Os governos de Jean Bertrand Aristide, no Haiti, e do próprio Hugo Chávez, foram alvo de movimentos militares inicialmente bem sucedidos que tiveram de voltar atrás e reempossar os líderes depostos. Alberto Fujimori foi tolerado durante anos no Peru após dar um golpe de Estado, mas isso quase certamente foi devido à necessidade de se conseguir um mínimo de estabilidade para o país, assolado por violentos movimentos terroristas. Tão logo foi atingido o objetivo, Fujimori saiu de cena e hoje está numa prisão. Por outro lado, quem pode dizer o mesmo de um Daniel Ortega ou Hugo Chávez –- para não falar do patrono do FSP, o velho ditador Fidel Castro – levando à inevitável pergunta: dentre os motivos que explicam a longevidade e mutação dos regimes/organizações de esquerda está incluído o fato de que oferecem resultados mais interessantes para alguém?

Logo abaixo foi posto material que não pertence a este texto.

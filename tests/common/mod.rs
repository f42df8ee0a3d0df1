//! Shared fixtures: a recording messenger and a seeded in-memory shop
#![allow(dead_code)]

use anyhow::{anyhow, Result};
use async_trait::async_trait;
use shopbot::clients::Client;
use shopbot::config::ShopConfig;
use shopbot::dialogue::{Session, SessionStorage};
use shopbot::ledger::FileOrderLedger;
use shopbot::memory::{InMemoryCatalog, InMemoryClients};
use shopbot::messenger::Messenger;
use shopbot::payment::Invoice;
use shopbot::shop::{Shop, Turn};
use std::collections::HashSet;
use std::sync::atomic::{AtomicI32, Ordering};
use std::sync::{Arc, Mutex};
use teloxide::dispatching::dialogue::{InMemStorage, Storage};
use teloxide::types::{ChatId, InlineKeyboardMarkup, MessageId, ReplyMarkup, Seconds, UserId};
use teloxide::RequestError;
use tempfile::TempDir;

/// One outbound request captured by [`RecordingMessenger`]
#[derive(Debug, Clone)]
pub enum Outbound {
    Text {
        chat: ChatId,
        id: MessageId,
        text: String,
        markup: Option<ReplyMarkup>,
    },
    Edit {
        chat: ChatId,
        message: MessageId,
        text: String,
        markup: Option<InlineKeyboardMarkup>,
    },
    Invoice {
        chat: ChatId,
        invoice: Invoice,
    },
}

/// Messenger fake that records every request
#[derive(Default)]
pub struct RecordingMessenger {
    outbox: Mutex<Vec<Outbound>>,
    next_id: AtomicI32,
    non_members: Mutex<HashSet<(ChatId, UserId)>>,
    broken_membership: Mutex<HashSet<ChatId>>,
    rate_limited_once: Mutex<HashSet<ChatId>>,
    blocked: Mutex<HashSet<ChatId>>,
}

impl RecordingMessenger {
    pub fn new() -> Self {
        Self {
            next_id: AtomicI32::new(100),
            ..Self::default()
        }
    }

    pub fn outbox(&self) -> Vec<Outbound> {
        self.outbox.lock().unwrap().clone()
    }

    pub fn clear(&self) {
        self.outbox.lock().unwrap().clear();
    }

    /// Texts of sent (not edited) messages, in order
    pub fn sent_texts(&self) -> Vec<String> {
        self.outbox()
            .into_iter()
            .filter_map(|o| match o {
                Outbound::Text { text, .. } => Some(text),
                _ => None,
            })
            .collect()
    }

    pub fn last_text(&self) -> Option<String> {
        self.sent_texts().pop()
    }

    pub fn last_sent(&self) -> Option<(MessageId, String, Option<ReplyMarkup>)> {
        self.outbox().into_iter().rev().find_map(|o| match o {
            Outbound::Text { id, text, markup, .. } => Some((id, text, markup)),
            _ => None,
        })
    }

    pub fn edits(&self) -> Vec<(MessageId, String, Option<InlineKeyboardMarkup>)> {
        self.outbox()
            .into_iter()
            .filter_map(|o| match o {
                Outbound::Edit {
                    message,
                    text,
                    markup,
                    ..
                } => Some((message, text, markup)),
                _ => None,
            })
            .collect()
    }

    pub fn invoices(&self) -> Vec<Invoice> {
        self.outbox()
            .into_iter()
            .filter_map(|o| match o {
                Outbound::Invoice { invoice, .. } => Some(invoice),
                _ => None,
            })
            .collect()
    }

    pub fn texts_to(&self, chat: ChatId) -> Vec<String> {
        self.outbox()
            .into_iter()
            .filter_map(|o| match o {
                Outbound::Text { chat: c, text, .. } if c == chat => Some(text),
                _ => None,
            })
            .collect()
    }

    pub fn remove_member(&self, chat: ChatId, user: UserId) {
        self.non_members.lock().unwrap().insert((chat, user));
    }

    pub fn break_membership_lookup(&self, chat: ChatId) {
        self.broken_membership.lock().unwrap().insert(chat);
    }

    pub fn rate_limit_once(&self, chat: ChatId) {
        self.rate_limited_once.lock().unwrap().insert(chat);
    }

    pub fn block(&self, chat: ChatId) {
        self.blocked.lock().unwrap().insert(chat);
    }
}

#[async_trait]
impl Messenger for RecordingMessenger {
    async fn send_text(
        &self,
        chat: ChatId,
        text: String,
        markup: Option<ReplyMarkup>,
    ) -> Result<MessageId> {
        if self.blocked.lock().unwrap().contains(&chat) {
            return Err(anyhow!("Forbidden: bot was blocked by the user"));
        }
        if self.rate_limited_once.lock().unwrap().remove(&chat) {
            return Err(RequestError::RetryAfter(Seconds::from_seconds(0)).into());
        }

        let id = MessageId(self.next_id.fetch_add(1, Ordering::SeqCst));
        self.outbox.lock().unwrap().push(Outbound::Text {
            chat,
            id,
            text,
            markup,
        });
        Ok(id)
    }

    async fn edit_text(
        &self,
        chat: ChatId,
        message: MessageId,
        text: String,
        markup: Option<InlineKeyboardMarkup>,
    ) -> Result<()> {
        self.outbox.lock().unwrap().push(Outbound::Edit {
            chat,
            message,
            text,
            markup,
        });
        Ok(())
    }

    async fn send_invoice(&self, chat: ChatId, invoice: Invoice) -> Result<()> {
        self.outbox
            .lock()
            .unwrap()
            .push(Outbound::Invoice { chat, invoice });
        Ok(())
    }

    async fn is_chat_member(&self, chat: ChatId, user: UserId) -> Result<bool> {
        if self.broken_membership.lock().unwrap().contains(&chat) {
            return Err(anyhow!("Bad Request: chat not found"));
        }
        Ok(!self.non_members.lock().unwrap().contains(&(chat, user)))
    }
}

pub const CHAT: i64 = 501;

pub const PHONES: i64 = 1;
pub const ANDROID: i64 = 2;
pub const ACCESSORIES: i64 = 3;

pub const PIXEL: i64 = 10;
pub const GALAXY: i64 = 11;
pub const CABLE: i64 = 20;
pub const CASE: i64 = 21;
pub const CHARGER: i64 = 22;

/// A shop wired to in-memory collaborators and a ledger file in a temp dir
pub struct Fixture {
    pub shop: Arc<Shop>,
    pub messenger: Arc<RecordingMessenger>,
    pub catalog: Arc<InMemoryCatalog>,
    pub clients: Arc<InMemoryClients>,
    pub ledger: Arc<FileOrderLedger>,
    pub storage: Arc<SessionStorage>,
    _dir: TempDir,
}

impl Fixture {
    pub async fn new() -> Result<Self> {
        Self::with_config(ShopConfig::default()).await
    }

    pub async fn with_config(config: ShopConfig) -> Result<Self> {
        let dir = TempDir::new()?;
        let messenger = Arc::new(RecordingMessenger::new());
        let catalog = Arc::new(seeded_catalog().await);
        let clients = Arc::new(InMemoryClients::new());
        let ledger = Arc::new(FileOrderLedger::open(dir.path().join("orders.jsonl")).await?);
        let storage: Arc<SessionStorage> = InMemStorage::<Session>::new().erase();

        let shop = Arc::new(Shop::new(
            storage.clone(),
            messenger.clone(),
            catalog.clone(),
            clients.clone(),
            ledger.clone(),
            config,
        ));

        Ok(Self {
            shop,
            messenger,
            catalog,
            clients,
            ledger,
            storage,
            _dir: dir,
        })
    }

    pub fn turn(&self) -> Turn {
        Turn::new(ChatId(CHAT), Some("en".to_string()))
    }

    pub async fn session(&self) -> Session {
        self.storage
            .clone()
            .get_dialogue(ChatId(CHAT))
            .await
            .expect("session storage should be readable")
            .unwrap_or_default()
    }

    pub async fn put_session(&self, session: Session) {
        self.storage
            .clone()
            .update_dialogue(ChatId(CHAT), session)
            .await
            .expect("session storage should be writable");
    }
}

/// Phones > Android > {Pixel, Galaxy}; Accessories > {Cable, Case, Charger}
pub async fn seeded_catalog() -> InMemoryCatalog {
    let catalog = InMemoryCatalog::new();
    catalog.add_category(PHONES, "Phones", None).await;
    catalog.add_category(ANDROID, "Android", Some(PHONES)).await;
    catalog.add_category(ACCESSORIES, "Accessories", None).await;

    catalog.add_product(PIXEL, "Pixel", "199.99", ANDROID).await;
    catalog.add_product(GALAXY, "Galaxy", "599.00", ANDROID).await;
    catalog.add_product(CABLE, "Cable", "50.00", ACCESSORIES).await;
    catalog.add_product(CASE, "Case", "15.50", ACCESSORIES).await;
    catalog.add_product(CHARGER, "Charger", "30.00", ACCESSORIES).await;
    catalog
}

pub fn buyer() -> Client {
    Client {
        id: CHAT,
        first_name: "Ivan".to_string(),
        last_name: Some("Petrov".to_string()),
        username: Some("ivan".to_string()),
        is_premium: false,
    }
}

Portanto, não seria nenhuma surpresa se ocorresse uma reviravolta e Zelaya retornasse ao poder – mesmo tendo cometido uma série irregularidades e tenha sido deposto por um movimento legítimo, em defesa da própria Constituição – porque há um script previamente combinado difícil de ser quebrado e que afirma basicamente o seguinte:
se um governante de esquerda é eleito, pode fazer o que achar melhor – inclusive abrir as portas para uma ditadura – bastando que tudo seja feito dentro de uma suposta legalidade.
Se uma reviravolta acontecer em Honduras, resta saber o efeito que terá em outros países, como El Salvador, e mesmo no Brasil, às voltas com um processo eleitoral em que a ideia de um terceiro mandato é um segredo de polichinelo.
Paulo Diniz Zamboni é formado em História, colabora com o site www.midiaamais.com.br e foi organizador do livro Conspiração de Portas Abertas, coletânea de artigos sobre o Foro de São Paulo.